* DATA SHOWN
*** Block opens ***

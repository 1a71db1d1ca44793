//! Enemy entities and their data-driven profiles.

use glam::Vec2;
use serde::{Deserialize, Serialize};
use std::fmt;

use crate::config::SimConfig;
use crate::error::{non_negative, non_negative_int, ConfigError};

use super::{Combatant, EntityId};

/// Enemy kind. Kinds differ only in their [`EnemyProfile`].
#[derive(Debug, Clone, Copy, PartialEq, Eq, Hash, Serialize, Deserialize)]
#[serde(rename_all = "lowercase")]
pub enum EnemyKind {
    /// Slow, fragile.
    Skeleton,
    /// Faster and tougher.
    Vampire,
}

impl EnemyKind {
    /// Every kind, in declaration order.
    pub const ALL: [Self; 2] = [Self::Skeleton, Self::Vampire];

    /// Built-in profile for this kind.
    #[must_use]
    pub const fn default_profile(self) -> EnemyProfile {
        match self {
            Self::Skeleton => EnemyProfile {
                base_speed: 0.5,
                base_health: 30,
                damage: 5,
                aggro_radius: 40.0,
            },
            Self::Vampire => EnemyProfile {
                base_speed: 0.8,
                base_health: 50,
                damage: 10,
                aggro_radius: 40.0,
            },
        }
    }
}

impl fmt::Display for EnemyKind {
    fn fmt(&self, f: &mut fmt::Formatter<'_>) -> fmt::Result {
        match self {
            Self::Skeleton => write!(f, "skeleton"),
            Self::Vampire => write!(f, "vampire"),
        }
    }
}

/// Tuning values selected by [`EnemyKind`] at spawn.
#[derive(Debug, Clone, Copy, PartialEq, Serialize, Deserialize)]
#[serde(default)]
pub struct EnemyProfile {
    /// Distance moved per tick (world units).
    pub base_speed: f32,
    /// Health at spawn.
    pub base_health: i32,
    /// Damage of one contact attack on the player.
    pub damage: i32,
    /// Distance at which the enemy notices the player (base units).
    pub aggro_radius: f32,
}

impl Default for EnemyProfile {
    fn default() -> Self {
        EnemyKind::Skeleton.default_profile()
    }
}

impl EnemyProfile {
    pub(crate) fn validate(&self) -> Result<(), ConfigError> {
        non_negative("enemy_profile.base_speed", self.base_speed)?;
        if self.base_health <= 0 {
            return Err(ConfigError::NonPositive {
                field: "enemy_profile.base_health",
                value: f64::from(self.base_health),
            });
        }
        non_negative_int("enemy_profile.damage", self.damage)?;
        non_negative("enemy_profile.aggro_radius", self.aggro_radius)?;
        Ok(())
    }
}

/// Behavior state of an enemy.
#[derive(Debug, Clone, Copy, Default, PartialEq, Eq, Hash, Serialize, Deserialize)]
pub enum ChaseState {
    /// Oscillating around the spawn anchor.
    #[default]
    Patrolling,
    /// Pursuing the player.
    Chasing,
}

/// An autonomous enemy.
///
/// Fields are driven by [`crate::systems::EnemyBehavior`]; outside the crate
/// they are read-only.
#[derive(Debug, Clone, PartialEq, Serialize, Deserialize)]
pub struct Enemy {
    pub(crate) combatant: Combatant,
    pub(crate) kind: EnemyKind,
    pub(crate) speed: f32,
    pub(crate) damage: i32,
    /// World units.
    pub(crate) aggro_radius: f32,
    pub(crate) state: ChaseState,
    pub(crate) disengage_timer_ms: f32,
    /// Spawn position; patrol oscillates around its x.
    pub(crate) anchor: Vec2,
    /// World units.
    pub(crate) patrol_half_range: f32,
    /// `1.0` or `-1.0`.
    pub(crate) patrol_direction: f32,
    pub(crate) attack_cooldown_ms: f32,
}

impl Enemy {
    /// Creates an enemy at `position` using `kind`'s profile from `config`.
    ///
    /// `patrol_direction` is normalized to its sign; zero means right.
    ///
    /// # Errors
    ///
    /// Returns a [`ConfigError`] for an invalid profile or position.
    pub fn spawn(
        id: EntityId,
        position: Vec2,
        kind: EnemyKind,
        config: &SimConfig,
        patrol_direction: f32,
    ) -> Result<Self, ConfigError> {
        let profile = config.enemy_profiles.get(kind);
        profile.validate()?;
        let combatant = Combatant::new(id, position, config.actor_size(), profile.base_health)?;
        Ok(Self {
            combatant,
            kind,
            speed: profile.base_speed,
            damage: profile.damage,
            aggro_radius: config.scaled(profile.aggro_radius),
            state: ChaseState::Patrolling,
            disengage_timer_ms: 0.0,
            anchor: position,
            patrol_half_range: config.scaled(config.enemy.patrol_half_range),
            patrol_direction: if patrol_direction < 0.0 { -1.0 } else { 1.0 },
            attack_cooldown_ms: 0.0,
        })
    }

    /// Shared combatant state.
    #[must_use]
    pub const fn combatant(&self) -> &Combatant {
        &self.combatant
    }

    /// Mutable combatant state (damage application).
    pub fn combatant_mut(&mut self) -> &mut Combatant {
        &mut self.combatant
    }

    /// Entity id.
    #[must_use]
    pub const fn id(&self) -> EntityId {
        self.combatant.id()
    }

    /// Enemy kind.
    #[must_use]
    pub const fn kind(&self) -> EnemyKind {
        self.kind
    }

    /// Behavior state.
    #[must_use]
    pub const fn state(&self) -> ChaseState {
        self.state
    }

    /// Time spent outside aggro radius while chasing.
    #[must_use]
    pub const fn disengage_timer_ms(&self) -> f32 {
        self.disengage_timer_ms
    }

    /// Remaining attack cooldown; `<= 0` means ready.
    #[must_use]
    pub const fn attack_cooldown_ms(&self) -> f32 {
        self.attack_cooldown_ms
    }

    /// Aggro radius in world units.
    #[must_use]
    pub const fn aggro_radius(&self) -> f32 {
        self.aggro_radius
    }

    /// Patrol anchor (spawn position).
    #[must_use]
    pub const fn anchor(&self) -> Vec2 {
        self.anchor
    }

    /// Patrol half-range in world units.
    #[must_use]
    pub const fn patrol_half_range(&self) -> f32 {
        self.patrol_half_range
    }

    /// Current patrol direction, `1.0` or `-1.0`.
    #[must_use]
    pub const fn patrol_direction(&self) -> f32 {
        self.patrol_direction
    }

    /// Current patrol target x.
    #[must_use]
    pub fn patrol_target_x(&self) -> f32 {
        self.anchor.x + self.patrol_direction * self.patrol_half_range
    }

    /// Base speed.
    #[must_use]
    pub const fn speed(&self) -> f32 {
        self.speed
    }

    /// Contact damage.
    #[must_use]
    pub const fn damage(&self) -> i32 {
        self.damage
    }
}

#[cfg(test)]
mod tests {
    use super::*;

    #[test]
    fn profiles_differ_by_kind() {
        let skeleton = EnemyKind::Skeleton.default_profile();
        let vampire = EnemyKind::Vampire.default_profile();
        assert!(vampire.base_speed > skeleton.base_speed);
        assert!(vampire.base_health > skeleton.base_health);
        assert!(vampire.damage > skeleton.damage);
    }

    #[test]
    fn kind_serializes_lowercase() {
        assert_eq!(serde_json::to_string(&EnemyKind::Skeleton).unwrap(), "\"skeleton\"");
        let kind: EnemyKind = serde_json::from_str("\"vampire\"").unwrap();
        assert_eq!(kind, EnemyKind::Vampire);
    }

    #[test]
    fn spawn_scales_lengths() {
        let config = SimConfig::default();
        let enemy = Enemy::spawn(
            EntityId::new(1),
            Vec2::new(64.0, 64.0),
            EnemyKind::Vampire,
            &config,
            -1.0,
        )
        .unwrap();
        assert_eq!(enemy.aggro_radius(), 80.0);
        assert_eq!(enemy.patrol_half_range(), 128.0);
        assert_eq!(enemy.patrol_direction(), -1.0);
        assert_eq!(enemy.patrol_target_x(), 64.0 - 128.0);
        assert_eq!(enemy.combatant().health().current(), 50);
        assert_eq!(enemy.state(), ChaseState::Patrolling);
        assert_eq!(enemy.anchor(), Vec2::new(64.0, 64.0));
    }

    #[test]
    fn zero_direction_means_right() {
        let enemy = Enemy::spawn(
            EntityId::new(1),
            Vec2::ZERO,
            EnemyKind::Skeleton,
            &SimConfig::default(),
            0.0,
        )
        .unwrap();
        assert_eq!(enemy.patrol_direction(), 1.0);
    }

    #[test]
    fn spawn_rejects_invalid_profile() {
        let mut config = SimConfig::default();
        config.enemy_profiles.skeleton.damage = -1;
        let result = Enemy::spawn(EntityId::new(1), Vec2::ZERO, EnemyKind::Skeleton, &config, 1.0);
        assert!(matches!(result, Err(ConfigError::Negative { .. })));
    }
}
//! Event resolver for the frame log.
//!
//! The `EventResolver` records event outputs without touching game state.
//! The simulation drains it with `take_events()` at the end of every frame
//! and hands the events to the host in the
//! [`FrameResult`](crate::snapshot::FrameResult).

use std::sync::{Mutex, MutexGuard, PoisonError};

use tracing::trace;

use crate::arena::Arena;
use crate::output::{Output, OutputEnvelope, OutputKind};

use super::Resolver;

/// Resolver that records event outputs.
///
/// # Thread Safety
///
/// The log sits behind a `Mutex` to satisfy the `Send + Sync` bound of
/// [`Resolver`]; the simulation itself is single-threaded.
///
/// # Example
///
/// ```
/// use gloomcrawl_core::resolver::{EventResolver, Resolver};
/// use gloomcrawl_core::output::OutputKind;
///
/// let resolver = EventResolver::new();
/// assert!(resolver.handles().contains(&OutputKind::Event));
/// assert!(resolver.take_events().is_empty());
/// ```
#[derive(Debug, Default)]
pub struct EventResolver {
    event_log: Mutex<Vec<OutputEnvelope>>,
}

impl EventResolver {
    /// Creates a resolver with an empty log.
    #[must_use]
    pub fn new() -> Self {
        Self::default()
    }

    fn log(&self) -> MutexGuard<'_, Vec<OutputEnvelope>> {
        // The log holds plain data; a panic elsewhere cannot leave it torn.
        self.event_log
            .lock()
            .unwrap_or_else(PoisonError::into_inner)
    }

    /// Drains the log, oldest first.
    pub fn take_events(&self) -> Vec<OutputEnvelope> {
        std::mem::take(&mut *self.log())
    }

    /// Number of recorded events.
    #[must_use]
    pub fn event_count(&self) -> usize {
        self.log().len()
    }

    /// True if nothing is recorded.
    #[must_use]
    pub fn is_empty(&self) -> bool {
        self.log().is_empty()
    }

    /// Discards the log.
    pub fn clear(&self) {
        self.log().clear();
    }
}

impl Resolver for EventResolver {
    fn handles(&self) -> &[OutputKind] {
        &[OutputKind::Event]
    }

    fn resolve(&self, outputs: &[&OutputEnvelope], _arena: &mut Arena) -> Vec<Output> {
        let mut log = self.log();
        for envelope in outputs {
            if let Some(event) = envelope.output().as_event() {
                trace!(
                    tick = envelope.tick(),
                    system = %envelope.system(),
                    entity = %envelope.entity(),
                    ?event,
                    "event"
                );
                log.push((*envelope).clone());
            }
        }
        Vec::new()
    }
}

#[cfg(test)]
mod tests {
    use super::*;
    use crate::config::SimConfig;
    use crate::entity::EntityId;
    use crate::grid::TileGrid;
    use crate::output::{Event, Modifier, OutputQueue, SystemId};
    use glam::Vec2;
    use std::sync::Arc;

    fn arena() -> Arena {
        let config = SimConfig::default();
        let grid = Arc::new(TileGrid::walled_room(6, 6, config.tile_size()).unwrap());
        Arena::new(grid, Vec2::new(64.0, 64.0), &config).unwrap()
    }

    #[test]
    fn records_only_events_in_order() {
        let mut queue = OutputQueue::new(3);
        queue.push(
            SystemId::Behavior,
            EntityId::new(1),
            Event::EnemyAggroed {
                enemy: EntityId::new(1),
            },
        );
        queue.push(
            SystemId::Behavior,
            EntityId::new(1),
            Modifier::ApplyDamage {
                source: EntityId::new(1),
                target: EntityId::new(0),
                amount: 5,
            },
        );
        queue.push(SystemId::Combat, EntityId::new(0), Event::PlayerDefeated);

        let resolver = EventResolver::new();
        let mut arena = arena();
        let all: Vec<_> = queue.envelopes().iter().collect();
        let follow_ups = resolver.resolve(&all, &mut arena);
        assert!(follow_ups.is_empty());
        assert_eq!(resolver.event_count(), 2);

        let events = resolver.take_events();
        assert_eq!(
            events[0].output().as_event(),
            Some(&Event::EnemyAggroed {
                enemy: EntityId::new(1)
            })
        );
        assert_eq!(events[1].output().as_event(), Some(&Event::PlayerDefeated));
        assert!(resolver.is_empty());
    }

    #[test]
    fn clear_discards() {
        let mut queue = OutputQueue::new(0);
        queue.push(SystemId::Combat, EntityId::new(0), Event::PlayerDefeated);
        let resolver = EventResolver::new();
        let all: Vec<_> = queue.envelopes().iter().collect();
        resolver.resolve(&all, &mut arena());
        resolver.clear();
        assert_eq!(resolver.event_count(), 0);
    }

    #[test]
    fn does_not_touch_arena() {
        let mut queue = OutputQueue::new(0);
        queue.push(
            SystemId::Player,
            EntityId::new(0),
            Event::PlayerHealed { amount: 20 },
        );
        let resolver = EventResolver::new();
        let mut arena = arena();
        let all: Vec<_> = queue.envelopes().iter().collect();
        resolver.resolve(&all, &mut arena);
        assert_eq!(arena.player().combatant().health().current(), 100);
    }
}
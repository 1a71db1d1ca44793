//! In-flight projectiles.

use glam::Vec2;
use serde::{Deserialize, Serialize};

use super::EntityId;

/// Why a projectile is leaving play.
#[derive(Debug, Clone, Copy, PartialEq, Eq, Hash, Serialize, Deserialize)]
pub enum RemovalReason {
    /// Its animation ran out.
    Expired,
    /// It hit at least one enemy.
    Struck,
}

/// A projectile. Lifetime is bounded by its animation, not by distance.
#[derive(Debug, Clone, PartialEq, Serialize, Deserialize)]
pub struct Projectile {
    pub(crate) id: EntityId,
    pub(crate) position: Vec2,
    /// Unit length.
    pub(crate) direction: Vec2,
    pub(crate) speed: f32,
    pub(crate) damage: i32,
    pub(crate) size: f32,
    pub(crate) frame_index: u32,
    pub(crate) frame_timer_ms: f32,
    pub(crate) frame_interval_ms: f32,
    pub(crate) frame_count: u32,
    pub(crate) marked: Option<RemovalReason>,
}

impl Projectile {
    /// Entity id.
    #[must_use]
    pub const fn id(&self) -> EntityId {
        self.id
    }

    /// Top-left corner.
    #[must_use]
    pub const fn position(&self) -> Vec2 {
        self.position
    }

    /// Unit direction of travel.
    #[must_use]
    pub const fn direction(&self) -> Vec2 {
        self.direction
    }

    /// Distance per tick.
    #[must_use]
    pub const fn speed(&self) -> f32 {
        self.speed
    }

    /// Damage per enemy struck.
    #[must_use]
    pub const fn damage(&self) -> i32 {
        self.damage
    }

    /// Sprite edge length.
    #[must_use]
    pub const fn size(&self) -> f32 {
        self.size
    }

    /// Visual center, the point impacts are measured from.
    #[must_use]
    pub fn center(&self) -> Vec2 {
        self.position + Vec2::splat(self.size / 2.0)
    }

    /// Current animation frame.
    #[must_use]
    pub const fn frame_index(&self) -> u32 {
        self.frame_index
    }

    /// Time accumulated towards the next animation frame.
    #[must_use]
    pub const fn frame_timer_ms(&self) -> f32 {
        self.frame_timer_ms
    }

    /// Removal mark, if any.
    #[must_use]
    pub const fn marked(&self) -> Option<RemovalReason> {
        self.marked
    }

    /// True once the projectile has been marked for removal.
    #[must_use]
    pub const fn is_marked(&self) -> bool {
        self.marked.is_some()
    }

    /// True if the animation ran out.
    #[must_use]
    pub fn is_expired(&self) -> bool {
        self.marked == Some(RemovalReason::Expired)
    }

    /// Marks the projectile as having struck a target. An existing
    /// `Expired` mark wins.
    pub fn mark_struck(&mut self) {
        self.marked.get_or_insert(RemovalReason::Struck);
    }
}
//! The container for one run's world state.
//!
//! An [`Arena`] owns everything a frame mutates: the player, the enemy and
//! projectile rosters, the id counter and the tick counter. It shares the
//! read-only [`TileGrid`] through an `Arc`.
//!
//! # Ordering
//!
//! Enemies and projectiles live in `Vec`s in spawn order. Ids are assigned
//! monotonically, so iteration order is also id order. Removal goes through
//! [`Arena::prune`], which uses `retain` and never skips or revisits an entry.
//!
//! # Example
//!
//! ```
//! use std::sync::Arc;
//! use gloomcrawl_core::arena::Arena;
//! use gloomcrawl_core::config::SimConfig;
//! use gloomcrawl_core::entity::{EnemyKind, EntityId};
//! use gloomcrawl_core::grid::TileGrid;
//! use glam::Vec2;
//!
//! let config = SimConfig::default();
//! let grid = Arc::new(TileGrid::walled_room(8, 8, config.tile_size()).unwrap());
//! let mut arena = Arena::new(grid, Vec2::new(32.0, 32.0), &config).unwrap();
//!
//! let enemy = arena
//!     .spawn_enemy(Vec2::new(96.0, 96.0), EnemyKind::Skeleton, &config, 1.0)
//!     .unwrap();
//!
//! assert_eq!(arena.player().id(), EntityId::new(0));
//! assert_eq!(enemy, EntityId::new(1));
//! assert_eq!(arena.entity_count(), 2);
//! ```

use glam::Vec2;
use std::sync::Arc;
use tracing::debug;

use crate::collision::{Aabb, CollisionResolver};
use crate::config::SimConfig;
use crate::entity::{
    Combatant, Enemy, EnemyKind, EntityId, EntityTag, Player, Projectile, RemovalReason,
};
use crate::error::ConfigError;
use crate::grid::TileGrid;

/// What [`Arena::prune`] removed.
#[derive(Debug, Clone, Default, PartialEq)]
pub struct Pruned {
    /// Dead enemies, in roster order.
    pub enemies: Vec<(EntityId, EnemyKind)>,
    /// Marked projectiles and why they were marked.
    pub projectiles: Vec<(EntityId, RemovalReason)>,
}

/// World state of one run.
#[derive(Debug, Clone)]
pub struct Arena {
    grid: Arc<TileGrid>,
    collision: CollisionResolver,
    player: Player,
    enemies: Vec<Enemy>,
    projectiles: Vec<Projectile>,
    /// Next id to hand out. The player always holds id 0.
    next_id: u64,
    tick: u64,
}

impl Arena {
    /// Creates an arena holding only the player at `player_spawn`.
    ///
    /// # Errors
    ///
    /// - [`ConfigError::SpawnBlocked`] if the player's box overlaps terrain.
    /// - Any error from [`Player::spawn`].
    pub fn new(
        grid: Arc<TileGrid>,
        player_spawn: Vec2,
        config: &SimConfig,
    ) -> Result<Self, ConfigError> {
        let collision = CollisionResolver::new(config.strict_sampling);
        let player = Player::spawn(EntityId::new(0), player_spawn, config)?;
        Self::check_spawn(&collision, &grid, player.combatant().aabb())?;
        Ok(Self {
            grid,
            collision,
            player,
            enemies: Vec::new(),
            projectiles: Vec::new(),
            next_id: 1,
            tick: 0,
        })
    }

    fn check_spawn(
        collision: &CollisionResolver,
        grid: &TileGrid,
        body: Aabb,
    ) -> Result<(), ConfigError> {
        if collision.can_occupy(&body, grid) {
            Ok(())
        } else {
            Err(ConfigError::SpawnBlocked {
                x: body.min.x,
                y: body.min.y,
            })
        }
    }

    /// Hands out the next entity id.
    pub fn allocate_id(&mut self) -> EntityId {
        let id = EntityId::new(self.next_id);
        self.next_id += 1;
        id
    }

    /// Spawns an enemy of `kind` at `position`.
    ///
    /// # Errors
    ///
    /// - [`ConfigError::SpawnBlocked`] if the enemy's box overlaps terrain.
    /// - Any error from [`Enemy::spawn`].
    ///
    /// No id is consumed when spawning fails.
    pub fn spawn_enemy(
        &mut self,
        position: Vec2,
        kind: EnemyKind,
        config: &SimConfig,
        patrol_direction: f32,
    ) -> Result<EntityId, ConfigError> {
        let id = EntityId::new(self.next_id);
        let enemy = Enemy::spawn(id, position, kind, config, patrol_direction)?;
        Self::check_spawn(&self.collision, &self.grid, enemy.combatant().aabb())?;
        self.next_id += 1;
        debug!(%id, %kind, x = position.x, y = position.y, "enemy spawned");
        self.enemies.push(enemy);
        Ok(id)
    }

    /// Adds a projectile built by the projectile system.
    pub fn push_projectile(&mut self, projectile: Projectile) {
        self.projectiles.push(projectile);
    }

    // -------------------------------------------------------------------------
    // Access
    // -------------------------------------------------------------------------

    /// Shared terrain.
    #[must_use]
    pub fn grid(&self) -> &TileGrid {
        &self.grid
    }

    /// Collision policy for this run.
    #[must_use]
    pub const fn collision(&self) -> &CollisionResolver {
        &self.collision
    }

    /// The player.
    #[must_use]
    pub const fn player(&self) -> &Player {
        &self.player
    }

    /// Mutable player.
    pub fn player_mut(&mut self) -> &mut Player {
        &mut self.player
    }

    /// Splits the arena into the pieces a movement pass needs at once.
    pub fn player_and_terrain(&mut self) -> (&mut Player, &TileGrid, &CollisionResolver) {
        (&mut self.player, &self.grid, &self.collision)
    }

    /// Splits the arena for the enemy behavior pass.
    pub fn enemies_and_terrain(
        &mut self,
    ) -> (&mut [Enemy], &Player, &TileGrid, &CollisionResolver) {
        (&mut self.enemies, &self.player, &self.grid, &self.collision)
    }

    /// Splits the arena for the projectile impact pass.
    pub fn projectiles_and_enemies_mut(&mut self) -> (&mut [Projectile], &mut [Enemy]) {
        (&mut self.projectiles, &mut self.enemies)
    }

    /// Live enemies in spawn order.
    #[must_use]
    pub fn enemies(&self) -> &[Enemy] {
        &self.enemies
    }

    /// Mutable enemies in spawn order.
    pub fn enemies_mut(&mut self) -> &mut [Enemy] {
        &mut self.enemies
    }

    /// Looks up an enemy by id.
    #[must_use]
    pub fn enemy(&self, id: EntityId) -> Option<&Enemy> {
        self.enemies.iter().find(|e| e.id() == id)
    }

    /// Looks up an enemy by id, mutably.
    pub fn enemy_mut(&mut self, id: EntityId) -> Option<&mut Enemy> {
        self.enemies.iter_mut().find(|e| e.id() == id)
    }

    /// In-flight projectiles in spawn order.
    #[must_use]
    pub fn projectiles(&self) -> &[Projectile] {
        &self.projectiles
    }

    /// Mutable projectiles in spawn order.
    pub fn projectiles_mut(&mut self) -> &mut [Projectile] {
        &mut self.projectiles
    }

    /// Looks up a projectile by id.
    #[must_use]
    pub fn projectile(&self, id: EntityId) -> Option<&Projectile> {
        self.projectiles.iter().find(|p| p.id() == id)
    }

    /// Combatant state of the player or an enemy.
    #[must_use]
    pub fn combatant(&self, id: EntityId) -> Option<&Combatant> {
        if id == self.player.id() {
            return Some(self.player.combatant());
        }
        self.enemy(id).map(Enemy::combatant)
    }

    /// Mutable combatant state of the player or an enemy.
    pub fn combatant_mut(&mut self, id: EntityId) -> Option<&mut Combatant> {
        if id == self.player.id() {
            return Some(self.player.combatant_mut());
        }
        self.enemy_mut(id).map(Enemy::combatant_mut)
    }

    /// Classifies an id, or `None` if nothing live holds it.
    #[must_use]
    pub fn tag_of(&self, id: EntityId) -> Option<EntityTag> {
        if id == self.player.id() {
            Some(EntityTag::Player)
        } else if let Some(enemy) = self.enemy(id) {
            Some(EntityTag::Enemy(enemy.kind()))
        } else {
            self.projectile(id).map(|_| EntityTag::Projectile)
        }
    }

    /// Number of live entities, player included.
    #[must_use]
    pub fn entity_count(&self) -> usize {
        1 + self.enemies.len() + self.projectiles.len()
    }

    /// Current tick.
    #[must_use]
    pub const fn current_tick(&self) -> u64 {
        self.tick
    }

    /// Advances the tick counter.
    pub fn advance_tick(&mut self) {
        self.tick += 1;
    }

    // -------------------------------------------------------------------------
    // Removal
    // -------------------------------------------------------------------------

    /// Drops every marked projectile and every enemy at or below zero health.
    pub fn prune(&mut self) -> Pruned {
        let mut pruned = Pruned::default();
        self.enemies.retain(|enemy| {
            let alive = enemy.combatant().is_alive();
            if !alive {
                pruned.enemies.push((enemy.id(), enemy.kind()));
            }
            alive
        });
        self.projectiles.retain(|projectile| match projectile.marked() {
            Some(reason) => {
                pruned.projectiles.push((projectile.id(), reason));
                false
            }
            None => true,
        });
        pruned
    }
}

*** Block closes ***

* PROMPT
Across all the records, find the lines containing the word "RemovalReason" and reproduce each one.

* RESULT OF THE EXERCISE
pub enum RemovalReason {
    pub(crate) marked: Option<RemovalReason>,
    pub const fn marked(&self) -> Option<RemovalReason> {
        self.marked == Some(RemovalReason::Expired)
        self.marked.get_or_insert(RemovalReason::Struck);
    Combatant, Enemy, EnemyKind, EntityId, EntityTag, Player, Projectile, RemovalReason,
    pub projectiles: Vec<(EntityId, RemovalReason)>,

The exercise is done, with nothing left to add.